Stored items:
◆ ◆ ◆ ◆

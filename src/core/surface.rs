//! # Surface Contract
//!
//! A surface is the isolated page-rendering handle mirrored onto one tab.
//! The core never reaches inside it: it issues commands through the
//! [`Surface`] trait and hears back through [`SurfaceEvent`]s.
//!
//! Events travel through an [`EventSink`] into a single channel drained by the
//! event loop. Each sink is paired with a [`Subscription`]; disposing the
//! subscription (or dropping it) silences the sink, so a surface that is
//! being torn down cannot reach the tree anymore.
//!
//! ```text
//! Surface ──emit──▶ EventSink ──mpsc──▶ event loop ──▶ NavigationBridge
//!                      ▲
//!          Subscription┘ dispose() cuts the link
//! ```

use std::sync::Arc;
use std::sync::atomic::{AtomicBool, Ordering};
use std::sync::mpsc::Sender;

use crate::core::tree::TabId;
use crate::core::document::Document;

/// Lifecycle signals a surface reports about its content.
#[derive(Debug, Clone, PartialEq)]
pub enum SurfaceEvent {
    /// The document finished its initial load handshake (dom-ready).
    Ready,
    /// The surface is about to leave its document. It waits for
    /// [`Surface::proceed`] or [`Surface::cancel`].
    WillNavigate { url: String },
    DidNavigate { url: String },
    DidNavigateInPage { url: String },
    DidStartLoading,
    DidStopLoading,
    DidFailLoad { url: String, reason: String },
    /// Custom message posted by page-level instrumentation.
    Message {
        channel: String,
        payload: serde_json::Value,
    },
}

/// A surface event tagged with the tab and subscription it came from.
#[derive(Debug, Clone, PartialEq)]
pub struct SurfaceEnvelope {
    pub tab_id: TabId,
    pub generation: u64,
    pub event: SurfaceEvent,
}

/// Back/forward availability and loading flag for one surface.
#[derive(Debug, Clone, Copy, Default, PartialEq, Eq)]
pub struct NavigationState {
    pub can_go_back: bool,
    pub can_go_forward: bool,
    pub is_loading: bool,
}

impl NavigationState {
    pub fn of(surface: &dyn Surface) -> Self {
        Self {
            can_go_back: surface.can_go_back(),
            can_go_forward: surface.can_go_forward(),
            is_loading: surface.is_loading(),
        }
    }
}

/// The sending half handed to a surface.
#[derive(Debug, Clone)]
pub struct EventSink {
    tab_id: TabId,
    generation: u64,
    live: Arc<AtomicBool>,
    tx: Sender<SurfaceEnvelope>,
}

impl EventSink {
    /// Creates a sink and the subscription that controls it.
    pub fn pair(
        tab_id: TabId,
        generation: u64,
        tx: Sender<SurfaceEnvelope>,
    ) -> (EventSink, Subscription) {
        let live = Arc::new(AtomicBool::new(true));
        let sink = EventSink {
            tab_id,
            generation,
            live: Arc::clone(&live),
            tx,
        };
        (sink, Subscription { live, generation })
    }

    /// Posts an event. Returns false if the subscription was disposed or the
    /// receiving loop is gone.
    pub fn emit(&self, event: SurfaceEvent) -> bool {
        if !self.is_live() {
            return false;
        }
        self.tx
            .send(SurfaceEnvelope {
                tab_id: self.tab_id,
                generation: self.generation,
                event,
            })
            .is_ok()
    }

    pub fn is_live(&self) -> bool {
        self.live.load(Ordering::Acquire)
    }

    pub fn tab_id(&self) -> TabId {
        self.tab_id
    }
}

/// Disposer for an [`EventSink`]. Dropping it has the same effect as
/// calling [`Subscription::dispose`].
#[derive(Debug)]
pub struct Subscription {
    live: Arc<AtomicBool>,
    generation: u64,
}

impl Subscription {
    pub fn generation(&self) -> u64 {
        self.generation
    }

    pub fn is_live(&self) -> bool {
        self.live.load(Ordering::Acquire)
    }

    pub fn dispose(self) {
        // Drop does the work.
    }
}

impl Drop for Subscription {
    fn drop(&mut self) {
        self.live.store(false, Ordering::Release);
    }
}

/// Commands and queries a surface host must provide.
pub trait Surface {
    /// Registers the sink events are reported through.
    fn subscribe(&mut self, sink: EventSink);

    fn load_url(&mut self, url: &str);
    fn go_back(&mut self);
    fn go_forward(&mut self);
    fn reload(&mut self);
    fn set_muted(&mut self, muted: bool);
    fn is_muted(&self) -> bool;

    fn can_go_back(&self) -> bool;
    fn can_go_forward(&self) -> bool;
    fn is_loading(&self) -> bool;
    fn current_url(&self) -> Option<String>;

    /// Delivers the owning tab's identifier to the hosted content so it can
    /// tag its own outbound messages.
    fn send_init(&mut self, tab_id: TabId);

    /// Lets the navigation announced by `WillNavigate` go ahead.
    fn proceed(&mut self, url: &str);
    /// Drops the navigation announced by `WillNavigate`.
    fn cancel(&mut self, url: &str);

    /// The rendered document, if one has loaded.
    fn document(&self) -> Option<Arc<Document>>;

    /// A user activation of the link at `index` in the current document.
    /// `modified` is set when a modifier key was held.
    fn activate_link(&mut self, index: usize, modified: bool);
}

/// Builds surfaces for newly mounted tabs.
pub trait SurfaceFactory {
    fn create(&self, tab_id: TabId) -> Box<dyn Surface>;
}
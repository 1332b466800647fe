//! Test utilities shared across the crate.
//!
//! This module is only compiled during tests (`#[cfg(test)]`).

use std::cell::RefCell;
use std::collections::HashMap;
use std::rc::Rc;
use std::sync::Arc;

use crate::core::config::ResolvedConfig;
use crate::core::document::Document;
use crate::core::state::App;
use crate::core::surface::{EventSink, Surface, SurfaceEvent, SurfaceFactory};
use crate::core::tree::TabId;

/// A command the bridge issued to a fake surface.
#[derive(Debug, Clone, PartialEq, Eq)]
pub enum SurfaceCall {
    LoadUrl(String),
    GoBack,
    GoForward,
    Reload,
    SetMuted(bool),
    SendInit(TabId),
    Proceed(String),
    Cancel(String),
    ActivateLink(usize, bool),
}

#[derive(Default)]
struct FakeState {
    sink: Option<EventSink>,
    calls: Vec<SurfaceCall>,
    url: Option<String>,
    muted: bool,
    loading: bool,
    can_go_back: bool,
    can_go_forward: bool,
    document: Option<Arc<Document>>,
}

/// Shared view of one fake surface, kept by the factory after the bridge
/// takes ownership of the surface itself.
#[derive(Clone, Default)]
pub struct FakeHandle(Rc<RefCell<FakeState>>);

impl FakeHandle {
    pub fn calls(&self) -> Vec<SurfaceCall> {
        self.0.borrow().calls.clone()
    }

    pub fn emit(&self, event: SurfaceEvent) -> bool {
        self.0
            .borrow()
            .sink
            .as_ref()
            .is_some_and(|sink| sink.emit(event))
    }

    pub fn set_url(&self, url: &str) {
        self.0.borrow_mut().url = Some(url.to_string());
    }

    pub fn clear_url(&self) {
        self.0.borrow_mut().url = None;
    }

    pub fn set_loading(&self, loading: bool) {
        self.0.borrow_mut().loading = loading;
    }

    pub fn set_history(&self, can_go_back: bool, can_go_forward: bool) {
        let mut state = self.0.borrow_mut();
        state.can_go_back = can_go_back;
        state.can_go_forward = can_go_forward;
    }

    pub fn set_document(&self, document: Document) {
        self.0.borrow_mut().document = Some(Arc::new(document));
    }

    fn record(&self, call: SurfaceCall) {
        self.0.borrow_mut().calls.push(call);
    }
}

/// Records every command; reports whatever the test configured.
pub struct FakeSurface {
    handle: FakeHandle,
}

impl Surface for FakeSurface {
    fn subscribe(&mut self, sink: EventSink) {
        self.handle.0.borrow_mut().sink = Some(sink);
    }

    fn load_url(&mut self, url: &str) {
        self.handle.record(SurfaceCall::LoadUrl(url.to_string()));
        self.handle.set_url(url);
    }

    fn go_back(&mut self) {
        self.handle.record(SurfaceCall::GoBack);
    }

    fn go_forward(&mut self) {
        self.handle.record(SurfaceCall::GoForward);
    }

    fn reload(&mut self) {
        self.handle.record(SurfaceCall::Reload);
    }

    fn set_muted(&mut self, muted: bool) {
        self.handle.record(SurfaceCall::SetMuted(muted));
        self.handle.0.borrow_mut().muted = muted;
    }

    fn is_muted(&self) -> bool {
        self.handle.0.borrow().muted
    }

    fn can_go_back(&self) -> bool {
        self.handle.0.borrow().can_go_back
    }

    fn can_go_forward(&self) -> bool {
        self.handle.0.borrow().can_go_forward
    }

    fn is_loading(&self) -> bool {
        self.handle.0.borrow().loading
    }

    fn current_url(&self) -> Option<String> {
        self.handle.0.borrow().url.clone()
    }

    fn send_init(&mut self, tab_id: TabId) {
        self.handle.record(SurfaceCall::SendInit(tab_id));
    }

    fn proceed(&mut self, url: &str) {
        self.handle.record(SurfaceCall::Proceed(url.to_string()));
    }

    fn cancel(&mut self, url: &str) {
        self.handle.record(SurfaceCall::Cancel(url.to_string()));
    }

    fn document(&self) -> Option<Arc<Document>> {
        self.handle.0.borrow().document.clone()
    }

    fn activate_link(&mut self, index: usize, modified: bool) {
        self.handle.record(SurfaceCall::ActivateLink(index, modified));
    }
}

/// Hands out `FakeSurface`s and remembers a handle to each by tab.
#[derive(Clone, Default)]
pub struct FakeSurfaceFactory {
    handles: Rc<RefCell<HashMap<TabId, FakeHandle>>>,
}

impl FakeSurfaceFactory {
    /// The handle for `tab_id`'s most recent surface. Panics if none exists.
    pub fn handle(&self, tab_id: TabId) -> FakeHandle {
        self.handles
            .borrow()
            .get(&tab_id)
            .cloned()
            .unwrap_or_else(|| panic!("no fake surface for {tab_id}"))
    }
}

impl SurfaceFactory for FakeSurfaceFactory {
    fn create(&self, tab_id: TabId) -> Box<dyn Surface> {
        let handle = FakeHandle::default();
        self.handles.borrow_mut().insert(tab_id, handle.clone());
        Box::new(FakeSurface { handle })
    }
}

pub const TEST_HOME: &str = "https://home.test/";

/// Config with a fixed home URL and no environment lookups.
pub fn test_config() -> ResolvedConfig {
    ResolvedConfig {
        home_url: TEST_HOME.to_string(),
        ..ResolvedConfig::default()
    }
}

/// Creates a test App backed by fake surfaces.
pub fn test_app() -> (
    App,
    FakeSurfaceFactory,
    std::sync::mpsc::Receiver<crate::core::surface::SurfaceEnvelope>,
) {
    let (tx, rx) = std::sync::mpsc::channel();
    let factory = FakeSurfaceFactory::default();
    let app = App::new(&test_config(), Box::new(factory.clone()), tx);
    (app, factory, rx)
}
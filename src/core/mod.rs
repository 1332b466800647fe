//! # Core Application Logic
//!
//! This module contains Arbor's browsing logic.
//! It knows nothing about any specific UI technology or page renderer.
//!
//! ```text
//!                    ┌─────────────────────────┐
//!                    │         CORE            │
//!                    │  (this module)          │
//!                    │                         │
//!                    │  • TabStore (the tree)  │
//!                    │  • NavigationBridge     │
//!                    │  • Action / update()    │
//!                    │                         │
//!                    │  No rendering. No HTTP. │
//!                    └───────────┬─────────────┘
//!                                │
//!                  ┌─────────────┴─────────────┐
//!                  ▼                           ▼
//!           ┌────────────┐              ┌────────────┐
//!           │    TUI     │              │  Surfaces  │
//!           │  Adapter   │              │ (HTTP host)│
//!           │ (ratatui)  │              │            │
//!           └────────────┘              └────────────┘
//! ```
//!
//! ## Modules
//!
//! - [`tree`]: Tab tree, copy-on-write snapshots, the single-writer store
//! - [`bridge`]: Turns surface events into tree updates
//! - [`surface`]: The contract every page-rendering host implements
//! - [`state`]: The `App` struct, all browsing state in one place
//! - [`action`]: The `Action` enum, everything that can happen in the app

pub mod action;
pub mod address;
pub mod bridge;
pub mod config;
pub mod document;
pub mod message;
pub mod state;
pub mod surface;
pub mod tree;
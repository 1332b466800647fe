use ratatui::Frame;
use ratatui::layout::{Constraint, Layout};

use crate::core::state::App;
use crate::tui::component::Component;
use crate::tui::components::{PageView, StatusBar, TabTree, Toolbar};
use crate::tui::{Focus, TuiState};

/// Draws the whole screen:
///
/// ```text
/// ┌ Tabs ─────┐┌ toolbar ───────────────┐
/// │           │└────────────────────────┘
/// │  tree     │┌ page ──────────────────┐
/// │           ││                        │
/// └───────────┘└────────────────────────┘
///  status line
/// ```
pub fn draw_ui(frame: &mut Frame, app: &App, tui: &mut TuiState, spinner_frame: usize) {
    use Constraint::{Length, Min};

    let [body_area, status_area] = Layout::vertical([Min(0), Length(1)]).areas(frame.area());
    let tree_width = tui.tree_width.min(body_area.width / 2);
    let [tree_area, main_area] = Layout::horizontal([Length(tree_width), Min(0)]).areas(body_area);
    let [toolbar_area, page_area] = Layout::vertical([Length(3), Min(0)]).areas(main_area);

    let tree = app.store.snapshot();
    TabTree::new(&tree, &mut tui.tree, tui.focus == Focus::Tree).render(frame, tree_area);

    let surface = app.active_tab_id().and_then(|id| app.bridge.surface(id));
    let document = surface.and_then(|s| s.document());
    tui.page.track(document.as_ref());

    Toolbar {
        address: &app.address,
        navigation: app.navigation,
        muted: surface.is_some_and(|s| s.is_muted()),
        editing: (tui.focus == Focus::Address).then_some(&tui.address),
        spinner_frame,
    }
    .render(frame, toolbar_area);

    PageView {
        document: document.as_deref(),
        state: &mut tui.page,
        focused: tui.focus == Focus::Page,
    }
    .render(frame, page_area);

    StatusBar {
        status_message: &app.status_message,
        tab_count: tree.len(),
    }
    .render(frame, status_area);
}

◆ ◆ ◆ ◆

PROBLEM TO SOLVE:
Quote the records above from their first line through the line containing "it came from.", both ends included.

SOLUTION FOR THIS PROBLEM:
filename src/core/surface.rs
//! # Surface Contract
//!
//! A surface is the isolated page-rendering handle mirrored onto one tab.
//! The core never reaches inside it: it issues commands through the
//! [`Surface`] trait and hears back through [`SurfaceEvent`]s.
//!
//! Events travel through an [`EventSink`] into a single channel drained by the
//! event loop. Each sink is paired with a [`Subscription`]; disposing the
//! subscription (or dropping it) silences the sink, so a surface that is
//! being torn down cannot reach the tree anymore.
//!
//! ```text
//! Surface ──emit──▶ EventSink ──mpsc──▶ event loop ──▶ NavigationBridge
//!                      ▲
//!          Subscription┘ dispose() cuts the link
//! ```

use std::sync::Arc;
use std::sync::atomic::{AtomicBool, Ordering};
use std::sync::mpsc::Sender;

use crate::core::tree::TabId;
use crate::core::document::Document;

/// Lifecycle signals a surface reports about its content.
#[derive(Debug, Clone, PartialEq)]
pub enum SurfaceEvent {
    /// The document finished its initial load handshake (dom-ready).
    Ready,
    /// The surface is about to leave its document. It waits for
    /// [`Surface::proceed`] or [`Surface::cancel`].
    WillNavigate { url: String },
    DidNavigate { url: String },
    DidNavigateInPage { url: String },
    DidStartLoading,
    DidStopLoading,
    DidFailLoad { url: String, reason: String },
    /// Custom message posted by page-level instrumentation.
    Message {
        channel: String,
        payload: serde_json::Value,
    },
}

/// A surface event tagged with the tab and subscription it came from.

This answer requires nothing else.